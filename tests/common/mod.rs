#![allow(dead_code)]

use actix_web::{
    body::MessageBody,
    cookie::Cookie,
    dev::{Service, ServiceResponse},
    middleware::NormalizePath,
    test, web, App,
};
use async_trait::async_trait;
use chrono::Utc;
use std::sync::atomic::{AtomicI32, Ordering};
use std::sync::{Arc, Mutex};

use todo_api::{
    auth::{generate_access_token, session_cookie},
    config::TokenSecrets,
    mail::{Mailer, OutgoingEmail},
    models::{NewTask, NewUser, ProfileChanges, Role, Task, TaskCategory, TaskChanges, User},
    routes,
    store::{TaskOrder, TaskQuery, TaskStore, UserStore},
    AppError, AppState, Settings,
};

/// Cheap bcrypt cost for seeded accounts; the service itself hashes with its own cost.
const SEED_HASH_COST: u32 = 4;

pub const PASSWORD: &str = "Password123!";

/// `UserStore` + `TaskStore` held in memory, with the same filtering rules as
/// `PgStore`.
#[derive(Default)]
pub struct MemoryStore {
    users: Mutex<Vec<User>>,
    tasks: Mutex<Vec<Task>>,
    next_task_id: AtomicI32,
}

impl MemoryStore {
    pub fn user(&self, id: i32) -> Option<User> {
        self.users
            .lock()
            .unwrap()
            .iter()
            .find(|u| u.id == id)
            .cloned()
    }

    pub fn task(&self, id: i32) -> Option<Task> {
        self.tasks
            .lock()
            .unwrap()
            .iter()
            .find(|t| t.id == id)
            .cloned()
    }
}

fn duplicate() -> AppError {
    AppError::BadRequest("A record with this value already exists".into())
}

#[async_trait]
impl UserStore for MemoryStore {
    async fn create_user(&self, user: NewUser) -> Result<User, AppError> {
        let mut users = self.users.lock().unwrap();
        if users
            .iter()
            .any(|u| u.username == user.username || u.email == user.email)
        {
            return Err(duplicate());
        }
        let created = User {
            id: users.len() as i32 + 1,
            username: user.username,
            email: user.email,
            password_hash: user.password_hash,
            role: user.role,
            first_name: user.first_name,
            last_name: user.last_name,
            contact_number: user.contact_number,
            gender: user.gender,
            is_active: false,
            created_at: Utc::now(),
        };
        users.push(created.clone());
        Ok(created)
    }

    async fn find_user_by_id(&self, id: i32) -> Result<Option<User>, AppError> {
        Ok(self.user(id))
    }

    async fn find_user_by_email(&self, email: &str) -> Result<Option<User>, AppError> {
        Ok(self
            .users
            .lock()
            .unwrap()
            .iter()
            .find(|u| u.email == email)
            .cloned())
    }

    async fn find_user_by_username(&self, username: &str) -> Result<Option<User>, AppError> {
        Ok(self
            .users
            .lock()
            .unwrap()
            .iter()
            .find(|u| u.username == username)
            .cloned())
    }

    async fn update_profile(&self, id: i32, changes: ProfileChanges) -> Result<User, AppError> {
        let mut users = self.users.lock().unwrap();
        if let Some(username) = &changes.username {
            if users.iter().any(|u| u.id != id && &u.username == username) {
                return Err(duplicate());
            }
        }
        let user = users
            .iter_mut()
            .find(|u| u.id == id)
            .ok_or_else(|| AppError::NotFound("User not found".into()))?;
        changes.apply_to(user);
        Ok(user.clone())
    }

    async fn set_password(&self, id: i32, password_hash: &str) -> Result<(), AppError> {
        let mut users = self.users.lock().unwrap();
        let user = users
            .iter_mut()
            .find(|u| u.id == id)
            .ok_or_else(|| AppError::NotFound("User not found".into()))?;
        user.password_hash = password_hash.to_string();
        Ok(())
    }

    async fn activate(&self, id: i32) -> Result<(), AppError> {
        let mut users = self.users.lock().unwrap();
        let user = users
            .iter_mut()
            .find(|u| u.id == id)
            .ok_or_else(|| AppError::NotFound("User not found".into()))?;
        user.is_active = true;
        Ok(())
    }
}

#[async_trait]
impl TaskStore for MemoryStore {
    async fn create_task(&self, task: NewTask) -> Result<Task, AppError> {
        let created = Task {
            id: self.next_task_id.fetch_add(1, Ordering::SeqCst) + 1,
            title: task.title,
            description: task.description,
            status: task.status,
            due_date: task.due_date,
            category: task.category,
            completed_at: task.completed_at,
            delete_request: false,
            owner_id: task.owner_id,
            created_at: Utc::now(),
        };
        self.tasks.lock().unwrap().push(created.clone());
        Ok(created)
    }

    async fn find_task(&self, id: i32) -> Result<Option<Task>, AppError> {
        Ok(self.task(id))
    }

    async fn update_task(&self, id: i32, changes: TaskChanges) -> Result<Task, AppError> {
        let mut tasks = self.tasks.lock().unwrap();
        let task = tasks
            .iter_mut()
            .find(|t| t.id == id)
            .ok_or_else(|| AppError::NotFound("Task not found".into()))?;
        changes.apply_to(task);
        Ok(task.clone())
    }

    async fn delete_task(&self, id: i32) -> Result<bool, AppError> {
        let mut tasks = self.tasks.lock().unwrap();
        let before = tasks.len();
        tasks.retain(|t| t.id != id);
        Ok(tasks.len() < before)
    }

    async fn query_tasks(&self, query: &TaskQuery) -> Result<(Vec<Task>, i64), AppError> {
        let mut matches: Vec<Task> = self
            .tasks
            .lock()
            .unwrap()
            .iter()
            .filter(|t| query.matches(t))
            .cloned()
            .collect();
        match query.order {
            TaskOrder::IdAsc => matches.sort_by_key(|t| t.id),
            TaskOrder::IdDesc => matches.sort_by_key(|t| std::cmp::Reverse(t.id)),
        }
        let total = matches.len() as i64;
        let page = matches
            .into_iter()
            .skip(query.page.skip as usize)
            .take(query.page.limit as usize)
            .collect();
        Ok((page, total))
    }
}

/// Keeps every message instead of sending it.
#[derive(Default)]
pub struct RecordingMailer {
    sent: Mutex<Vec<OutgoingEmail>>,
}

impl RecordingMailer {
    pub fn sent(&self) -> Vec<OutgoingEmail> {
        self.sent.lock().unwrap().clone()
    }

    pub fn last(&self) -> Option<OutgoingEmail> {
        self.sent.lock().unwrap().last().cloned()
    }
}

#[async_trait]
impl Mailer for RecordingMailer {
    async fn send(&self, email: OutgoingEmail) -> Result<(), AppError> {
        self.sent.lock().unwrap().push(email);
        Ok(())
    }
}

pub fn settings() -> Settings {
    Settings {
        secrets: TokenSecrets {
            access: "test-access-secret".into(),
            verification: "test-verification-secret".into(),
            reset_password: "test-reset-secret".into(),
        },
        public_url: "http://localhost:8080".into(),
        frontend_url: "http://localhost:3000".into(),
        cookie_secure: false,
        allow_admin_signup: false,
    }
}

pub struct TestContext {
    pub store: Arc<MemoryStore>,
    pub mailer: Arc<RecordingMailer>,
    pub state: web::Data<AppState>,
}

impl TestContext {
    pub fn new() -> Self {
        Self::with_settings(settings())
    }

    pub fn with_settings(settings: Settings) -> Self {
        let store = Arc::new(MemoryStore::default());
        let mailer = Arc::new(RecordingMailer::default());
        let state = web::Data::new(AppState::new(
            store.clone(),
            store.clone(),
            mailer.clone(),
            settings,
        ));
        Self {
            store,
            mailer,
            state,
        }
    }

    pub fn secrets(&self) -> &TokenSecrets {
        &self.state.settings.secrets
    }

    /// Inserts an account directly, bypassing registration.
    pub async fn seed_user(&self, username: &str, role: Role, active: bool) -> User {
        let user = self
            .store
            .create_user(NewUser {
                username: username.to_string(),
                email: format!("{}@example.com", username),
                password_hash: bcrypt::hash(PASSWORD, SEED_HASH_COST).unwrap(),
                role,
                first_name: "Test".into(),
                last_name: "User".into(),
                contact_number: "+8801712345678".into(),
                gender: None,
            })
            .await
            .unwrap();
        if active {
            self.store.activate(user.id).await.unwrap();
        }
        self.store.user(user.id).unwrap()
    }

    pub async fn seed_task(&self, owner_id: i32, title: &str) -> Task {
        self.store
            .create_task(NewTask::new(
                title.to_string(),
                Some(format!("{} description", title)),
                false,
                None,
                TaskCategory::Low,
                owner_id,
            ))
            .await
            .unwrap()
    }

    /// A session cookie for `user`, as login would set it.
    pub fn cookie_for(&self, user: &User) -> Cookie<'static> {
        let token = generate_access_token(user.id, user.role, self.secrets()).unwrap();
        session_cookie(token, false)
    }
}

pub async fn init_app(
    state: web::Data<AppState>,
) -> impl Service<actix_http::Request, Response = ServiceResponse<impl MessageBody>, Error = actix_web::Error>
{
    test::init_service(
        App::new()
            .app_data(state)
            .wrap(NormalizePath::trim())
            .configure(routes::config),
    )
    .await
}

/// The first `href` in an email body, with HTML entities for `&` decoded.
pub fn emailed_link(html: &str) -> String {
    let start = html.find("href=\"").expect("email has a link") + "href=\"".len();
    let end = start + html[start..].find('"').expect("closing quote");
    html[start..end].replace("&#38;", "&").replace("&amp;", "&")
}

pub async fn json_body<B: MessageBody>(resp: ServiceResponse<B>) -> serde_json::Value {
    test::read_body_json(resp).await
}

» What is being asked
Working from the listing above, pick out every line that has "page" and copy it.

» Completed task
        let page = matches
            .skip(query.page.skip as usize)
            .take(query.page.limit as usize)
        Ok((page, total))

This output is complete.